Getting Back To Your Practice Ritual

Mar 02, 2022
Getting back into a regular practice schedule can be difficult for musicians.

I had a conversation with an adult student of mine recently who was very embarrassed and a bit ashamed that, after establishing and maintaining a regular and consistent daily practice ritual, he hadn't practiced for months.  "Man", he said "I was doing SO well.  I was playing everyday and I could really see the improvement.  I don't know how to get back to practicing daily.  My life has become so busy!"

Does this sound like you?  Maybe even a little?  C'mon now, you can tell ole Uncle Christopher!

As much as our Practice Warriors program shows people how to build a daily routine (I like the term 'ritual'), it's foolish and disingenuous to say that life won't knock you on your butt and knock you off your firmly established practice schedule once in a while.  For my aforementioned adult student, it was a change of job, working out of hotels and not having a stable home situation that disrupted his practicing.  However, despite all the challenging and time-constraining situations he had, I was able to make some suggestions that we both felt were simple yet strong strategies that could get him back on track.  

While some of these suggestions are specific to his particular situations, the solutions can be applied to most anyone who has fallen off their practice routine.  So, if you find that you haven't practiced consistently in a while...

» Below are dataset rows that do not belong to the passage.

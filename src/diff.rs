use crate::space::AddressSpace;

#[derive(Debug, Clone, Copy, PartialEq, Eq)]
pub enum DiffEntry {
    /// A reference segment is not wholly loaded in the target
    RangeNotLoaded { start: u32, end: u64 },
    /// Byte values differ; unloaded target bytes read as padding
    Byte { addr: u32, reference: u8, target: u8 },
}

/// Differences between two images over the segments loaded in `reference`.
///
/// Entries come in segment order, then ascending address. Addresses loaded
/// only in the target are never visited.
pub struct Diff<'a> {
    reference: &'a AddressSpace,
    target: &'a AddressSpace,
    segment: usize,
    offset: usize,
    range_checked: bool,
}

pub fn diff<'a>(reference: &'a AddressSpace, target: &'a AddressSpace) -> Diff<'a> {
    Diff {
        reference,
        target,
        segment: 0,
        offset: 0,
        range_checked: false,
    }
}

impl<'a> Iterator for Diff<'a> {
    type Item = DiffEntry;

    fn next(&mut self) -> Option<Self::Item> {
        let reference = self.reference;
        loop {
            let seg = reference.segments().get(self.segment)?;

            if !self.range_checked {
                self.range_checked = true;
                if !self.target.has_range(seg.start(), seg.len() as u32) {
                    return Some(DiffEntry::RangeNotLoaded {
                        start: seg.start(),
                        end: seg.end(),
                    });
                }
            }

            while let Some(&expected) = seg.data().get(self.offset) {
                let addr = seg.start() + self.offset as u32;
                self.offset += 1;

                let actual = self.target.read_byte(addr);
                if expected != actual {
                    return Some(DiffEntry::Byte {
                        addr,
                        reference: expected,
                        target: actual,
                    });
                }
            }

            log::trace!("diff: segment 0x{:06x} done", seg.start());
            self.segment += 1;
            self.offset = 0;
            self.range_checked = false;
        }
    }
}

* First and foremost, get back to doing something musical every single day.  Start small.  15 minutes.  5 minutes.  Heck...1 minute per day (okay, maybe 1 minute per day is pushing it).  The most important thing to do is to RE-ESTABLISH some kind of daily ritual around music, put it in your daily schedule, and DO IT!  

Again, it's all about re-establishing a scheduled, daily ritual.  You've got to get yourself re-conditioned to practicing, so that you conscious and unconscious mind are programed to practice every day.  

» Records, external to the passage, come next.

//! Intel-HEX decoding into an [`AddressSpace`].

use std::path::Path;

use ihex::{Reader, Record};

use crate::error::LoadError;
use crate::space::AddressSpace;

impl AddressSpace {
    /// Decodes Intel-HEX text. Reading stops at the end-of-file record;
    /// start address records carry no memory content and are skipped.
    pub fn from_ihex(text: &str) -> Result<Self, LoadError> {
        let mut builder = AddressSpace::builder();
        let mut base: u32 = 0;
        let mut records = 0usize;

        for (index, record) in Reader::new(text).enumerate() {
            let record = record.map_err(|error| LoadError::Record { index, error })?;
            records += 1;

            match record {
                Record::Data { offset, value } => {
                    let addr = base.wrapping_add(offset as u32);
                    if let Some(addr) = builder.overlap(addr, value.len()) {
                        return Err(LoadError::Overlap { addr });
                    }
                    builder.load(addr, &value);
                }
                Record::ExtendedSegmentAddress(segment) => base = (segment as u32) << 4,
                Record::ExtendedLinearAddress(upper) => base = (upper as u32) << 16,
                Record::StartSegmentAddress { .. } | Record::StartLinearAddress(_) => {}
                Record::EndOfFile => break,
            }
        }

        log::debug!("decoded {records} hex record(s)");
        Ok(builder.build())
    }

    pub fn from_path(path: impl AsRef<Path>) -> Result<Self, LoadError> {
        let path = path.as_ref();
        log::debug!("loading {}", path.display());
        let text = std::fs::read_to_string(path)?;
        Self::from_ihex(&text)
    }
}

#[cfg(test)]
mod tests {
    use super::*;

    fn ranges(space: &AddressSpace) -> Vec<(u32, u64)> {
        space.segments().iter().map(|s| (s.start(), s.end())).collect()
    }

    #[test]
    fn test_data_records_merge_into_segments() {
        let text = ":0400100001020304E2\n:020014000506DF\n:0100200007D8\n:00000001FF\n";
        let space = AddressSpace::from_ihex(text).unwrap();
        assert_eq!(ranges(&space), [(0x10, 0x16), (0x20, 0x21)]);
        assert_eq!(space.segments()[0].data(), hex::decode("010203040506").unwrap());
    }

    #[test]
    fn test_extended_addresses() {
        let text = ":020000021000EC\n:02010000AABB98\n:020000040002F8\n:02010000AABB98\n:00000001FF\n";
        let space = AddressSpace::from_ihex(text).unwrap();
        assert_eq!(ranges(&space), [(0x10100, 0x10102), (0x20100, 0x20102)]);
        assert_eq!(space.read_byte(0x20101), 0xBB);
    }

    #[test]
    fn test_start_records_skipped() {
        let text = ":0400000300001234B3\n:0400000500000100F6\n:0100200007D8\n:00000001FF\n";
        let space = AddressSpace::from_ihex(text).unwrap();
        assert_eq!(ranges(&space), [(0x20, 0x21)]);
    }

    #[test]
    fn test_overlap_rejected() {
        let text = ":0400100001020304E2\n:0100120009E4\n:00000001FF\n";
        match AddressSpace::from_ihex(text) {
            Err(LoadError::Overlap { addr }) => assert_eq!(addr, 0x12),
            other => panic!("expected overlap, got {other:?}"),
        }
    }

    #[test]
    fn test_bad_checksum() {
        let text = ":0400100001020304E2\n:0100200007D9\n:00000001FF\n";
        match AddressSpace::from_ihex(text) {
            Err(LoadError::Record { index, .. }) => assert_eq!(index, 1),
            other => panic!("expected record error, got {other:?}"),
        }
    }

    #[test]
    fn test_empty_file() {
        let space = AddressSpace::from_ihex(":00000001FF\n").unwrap();
        assert!(space.is_empty());
    }
}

* Coming from a PRACTICE Warrior, I may now say something heretical:  you don't have to start "practicing" right away.  If you've been off your practice schedule and haven't been spending adequate time with your instrument, ANY type of playing will help you get your routine back.  Just sit and jam on your horn or strum some guitar chords or sing your favorite song...just make sure you schedule this time and do it.  Once you've been able to stick with a short amount of daily playing for about a week, then you can start making your practice ritual longer with less random jamming and more focus on improvement.  

* Let go of the past.  The funny thing is, most people who don't practice consistently feel a little bad about it.  However, when you get yourself an awesome practice ritual that you do consistently and THEN you stop practicing, you almost feel worse about it.  This is because you know you don't have any excuse not to practice.  This can be a good thing, because you are always in control of your self-improvement.  It can also be a bad thing, because now you could feel quite guilty about letting yourself down and not putting in your best effort.  

Let it go, my friend.  The past is the past.  Don't let that disappointment keep you from getting back up on that horse.  Schedule just a few minutes TODAY to get your practice ritual going again.  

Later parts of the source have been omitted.